So, I’ve talked before about my affinity for gel medium, but this week I’d like to brag on another medium: wax!
Did you know that wax medium can be used as a sealant for your watercolor paintings? I didn’t either, until our friends at Enkaustikos sent us some instructions and example photos!
Wax medium is a great way to protect your work from scuffs, moisture, and dust.
It has a different approach to sealing work than a varnish would in that it actually absorbs into your paper and fuses with the colors! Think of it kind of like each pigment having its own little protective bubble, rather than all of them together just being under a blanket.
A wax medium sealant is also an alternative to framing behind glass. I don’t know about you, but I personally get pretty annoyed whenever there’s a glare on my work that ends up impeding others’ views–not to mention all the fingerprints. With wax medium, that’s not an issue! You can go with either a matte or glossy finish, and your work will come across exactly as it was intended.

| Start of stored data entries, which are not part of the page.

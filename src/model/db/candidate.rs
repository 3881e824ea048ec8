use std::ops::{Deref, DerefMut};

use mongodb::bson::DateTime;
use serde::{Deserialize, Serialize};

use crate::model::mongodb::Id;

/// Core candidate data, as stored in the database.
///
/// `vote_count` is a materialized tally: it starts at zero and only ever
/// grows, by exactly one per committed vote, inside the vote transaction.
#[derive(Debug, PartialEq, Eq, Serialize, Deserialize)]
pub struct CandidateCore {
    pub name: String,
    pub position: String,
    #[serde(skip_serializing_if = "Option::is_none")]
    pub description: Option<String>,
    /// Name of the group this candidate runs in.
    pub group: String,
    pub vote_count: u64,
    pub created_at: DateTime,
}

impl CandidateCore {
    /// Create a new candidate with a zeroed tally.
    pub fn new(
        name: impl Into<String>,
        position: impl Into<String>,
        description: Option<String>,
        group: impl Into<String>,
    ) -> Self {
        Self {
            name: name.into(),
            position: position.into(),
            description,
            group: group.into(),
            vote_count: 0,
            created_at: DateTime::now(),
        }
    }
}

/// A candidate without an ID.
pub type NewCandidate = CandidateCore;

/// A candidate from the database, with its unique ID.
#[derive(Debug, Serialize, Deserialize)]
pub struct Candidate {
    #[serde(rename = "_id")]
    pub id: Id,
    #[serde(flatten)]
    pub candidate: CandidateCore,
}

impl Deref for Candidate {
    type Target = CandidateCore;

    fn deref(&self) -> &Self::Target {
        &self.candidate
    }
}

impl DerefMut for Candidate {
    fn deref_mut(&mut self) -> &mut Self::Target {
        &mut self.candidate
    }
}
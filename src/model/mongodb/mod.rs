mod bson;
mod collection;
mod errors;

pub use bson::Id;
pub use collection::{ensure_indexes_exist, Coll, MongoCollection};
pub use errors::is_duplicate_key_error;
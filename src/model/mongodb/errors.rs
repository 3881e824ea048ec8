//! Server error codes the driver only exposes as raw integers.

use mongodb::error::{Error as DbError, ErrorKind, WriteFailure};

/// MongoDB's error code for a unique index violation.
pub const DUPLICATE_KEY: i32 = 11000;

/// Did this write fail because it violated a unique index?
pub fn is_duplicate_key_error<T>(result: Result<T, &DbError>) -> bool {
    if let Err(err) = result {
        if let ErrorKind::Write(WriteFailure::WriteError(ref e)) = *err.kind {
            return e.code == DUPLICATE_KEY;
        }
    }
    false
}
use mongodb::bson::doc;
use rocket::{
    http::{Cookie, CookieJar},
    serde::json::Json,
    Route, State,
};

use crate::config::Config;
use crate::error::{Error, Result};
use crate::model::{
    api::auth::{verify_id_token, AdminCredentials, GoogleLoginRequest, SessionInfo},
    auth::{AuthToken, AUTH_TOKEN_COOKIE},
    db::{Admin, NewVoter, Voter},
    eligibility::Allowlist,
    mongodb::{Coll, Id},
};

pub fn routes() -> Vec<Route> {
    routes![google_login, get_session, logout, authenticate_admin]
}

/// Sign a voter in with a Google ID token.
///
/// Eligibility is enforced here, at sign-in, and nowhere else: an email
/// outside the institutional domain or off the allow-list never gets a
/// voter record or a session. The voter record is created on first sign-in
/// and its display fields refreshed on every later one; `has_voted` is
/// never written by this path.
#[post("/auth/google", data = "<request>", format = "json")]
async fn google_login(
    request: Json<GoogleLoginRequest>,
    cookies: &CookieJar<'_>,
    http: &State<reqwest::Client>,
    allowlist: &State<Allowlist>,
    config: &State<Config>,
    voters: Coll<Voter>,
    new_voters: Coll<NewVoter>,
) -> Result<Json<SessionInfo>> {
    let profile = verify_id_token(http, &request.id_token, config.google_client_id()).await?;

    if !allowlist.is_eligible(&profile.email) {
        return Err(Error::Ineligible);
    }

    let email = profile.email.to_lowercase();
    let voter = match voters.find_one(doc! { "email": &email }, None).await? {
        Some(mut voter) => {
            // Refresh the display fields from the provider.
            let mut fields = doc! { "name": &profile.name };
            if let Some(ref picture) = profile.picture {
                fields.insert("picture", picture);
            }
            voters
                .update_one(voter.id.as_doc(), doc! { "$set": fields }, None)
                .await?;
            voter.name = profile.name;
            if profile.picture.is_some() {
                voter.picture = profile.picture;
            }
            voter
        }
        None => {
            let new_voter = NewVoter::new(&email, profile.name, profile.picture);
            let id: Id = new_voters
                .insert_one(&new_voter, None)
                .await?
                .inserted_id
                .as_object_id()
                .unwrap() // Valid because the ID comes directly from the DB.
                .into();
            info!("Registered new voter {id}");
            Voter {
                id,
                voter: new_voter,
            }
        }
    };

    let token = AuthToken::new(&voter);
    cookies.add(token.into_cookie(config));

    Ok(Json(SessionInfo::from(&voter)))
}

/// The caller's own session, including whether they have voted yet.
#[get("/auth/session")]
async fn get_session(token: AuthToken<Voter>, voters: Coll<Voter>) -> Result<Json<SessionInfo>> {
    let voter = voters
        .find_one(token.id.as_doc(), None)
        .await?
        .ok_or_else(|| Error::not_found("No voter record for the current session".to_string()))?;
    Ok(Json(SessionInfo::from(&voter)))
}

#[post("/auth/logout")]
async fn logout(cookies: &CookieJar<'_>) {
    cookies.remove(Cookie::named(AUTH_TOKEN_COOKIE));
}

/// Authenticate an admin by username and password.
#[post("/auth/admin", data = "<credentials>", format = "json")]
async fn authenticate_admin(
    cookies: &CookieJar<'_>,
    credentials: Json<AdminCredentials>,
    admins: Coll<Admin>,
    config: &State<Config>,
) -> Result<()> {
    let with_username = doc! {
        "username": &credentials.username
    };

    let admin = admins
        .find_one(with_username, None)
        .await?
        .filter(|admin| admin.verify_password(&credentials.password))
        .ok_or_else(|| {
            Error::unauthenticated(
                "No admin found with the provided username and password combination",
            )
        })?;

    let token = AuthToken::new(&admin);
    cookies.add(token.into_cookie(config));

    Ok(())
}
//! The record handed back to callers.
//!
//! Every source converts its raw entries into `Item`s; an `Item` only exists
//! once its publish date has been normalized.

use chrono::{DateTime, Utc};
use serde::{Deserialize, Serialize};

/// A single feed entry with a normalized publish date.
///
/// Field names double as the serialized names, so an `Item` can be written
/// straight to JSON (or any other serde format) for an exchange layer.
#[derive(Debug, Clone, PartialEq, Eq, Serialize, Deserialize)]
pub struct Item {
    /// Entry headline.
    pub title: String,

    /// Title of the channel the entry came from (e.g. "BBC News").
    pub source: String,

    /// The URL that was queried to get this entry.
    pub source_url: String,

    /// Link to the full content.
    pub link: String,

    /// Publication time, normalized to UTC.
    pub publish_date: DateTime<Utc>,

    /// Entry summary or body.
    pub description: String,
}

// ---------------------------------------------------------------------------
// Tests
// ---------------------------------------------------------------------------
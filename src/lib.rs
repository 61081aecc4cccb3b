//! feed-merge: fetch many RSS feeds at once and merge their items.
//!
//! ## Architecture overview
//!
//! ```text
//!              spawn (one per URL)          SourceMsg::Item / ::Done
//! ┌───────────┐ ───────────────► ┌───────────┐ ─────────────────► ┌───────────┐
//! │ aggregate │                  │ source::  │     (channel)      │ aggregate │
//! │ (fan-out) │                  │   task    │                    │ (fan-in)  │
//! └───────────┘                  └───────────┘                    └───────────┘
//!                                  │       │
//!                     parse_document       date::normalize
//! ```
//!
//! * **`aggregate`**: spawns the tasks and collects their messages until
//!   every source has reported completion.
//! * **`source`**: the per-URL task, RSS decoding, and the [`Item`] type.
//! * **`date`**: turns the many timestamp spellings found in feeds into UTC.
//! * **`config`**: the few knobs an aggregation has.
//!
//! Broken sources are tolerated: the only error [`fetch`] returns is
//! [`Error::NoSourcesProvided`]. Use
//! [`Aggregator::fetch_with_report`] to find out what went wrong per source.
//!
//! ```no_run
//! # async fn demo() -> Result<(), feed_merge::Error> {
//! let items = feed_merge::fetch(&[
//!     "https://feeds.bbci.co.uk/news/rss.xml",
//!     "https://www.theguardian.com/world/rss",
//! ])
//! .await?;
//!
//! for item in &items {
//!     println!("{} [{}] {}", item.publish_date, item.source, item.title);
//! }
//! # Ok(())
//! # }
//! ```

mod aggregate;
mod config;
pub mod date;
mod error;
pub mod source;

pub use aggregate::{Aggregation, Aggregator};
pub use config::{AggregatorConfig, BadDatePolicy};
pub use date::DateFormatUnrecognized;
pub use error::{Error, Result};
pub use source::{Item, MalformedDocument, SourceError, SourceReport};

/// Fetch `urls` with a default [`Aggregator`].
///
/// Must be called from within a tokio runtime.
pub async fn fetch<S: AsRef<str>>(urls: &[S]) -> Result<Vec<Item>> {
    Aggregator::new().fetch(urls).await
}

With just a few simple steps, you’ll be on your way to ensuring the safety and longevity of your paintings!
First, prepare your finished watercolor by mounting it to a rigid surface, like a Joe’s Prime Cradled Panel or Art Board, with some sort of acid-free or pH neutral adhesive agent. Acid-free gesso or Yes! Paste are great options.
Once you’ve securely mounted your watercolor and let the adhesive dry, trim away any excess paper from the edges so that your painting is flush with the board.
Thoroughly heat your wax medium in a metal container, like these encaustic cups. To melt the wax, you can either use a heated palette or pancake griddle–though we don’t recommend using a hot plate, as they don’t distribute the heat very evenly–set to approximately 175 degrees Fahrenheit.
Once your wax medium is melted, use a hake brush or other soft, natural bristle brush to apply thin layers of wax to the surface of your painting. The wax medium will turn milky as it cools, and your painting will look something like this:
Using a heat gun (or hair dryer with an attachment to hone the direction of air) set on low and about 12″ away from your painting, apply heat in circular motions to remelt the wax medium on the surface of your watercolor.
This process is called “fusing” and will cause the wax medium to sink into the paper and form a permanent bond with the paper and your colors!
Through the fusing, you’ll notice that the wax will lose a lot of the texture left behind by brush strokes!
Less wax medium will be absorbed the second time, and any remaining evidence of undesired brush strokes or pooling of medium can be scraped off with a pottery loop or another kind of shaving tool:
Scrape until you’ve reached your desired thickness of wax.
Wax medium is not completely translucent, so keep your layers thin if you want to have maximum visibility of your painting.
A glossy plate finish is achieved by gently scraping and fusing several applications of wax medium until there are no scrape marks or brush strokes evident. A final polish with a soft cloth will bring out the shine.
If you’d like to keep your painting matte, simply forego the polishing step and ta da! Your painting is now preserved!
Give it a try, and let me know how it works out for you!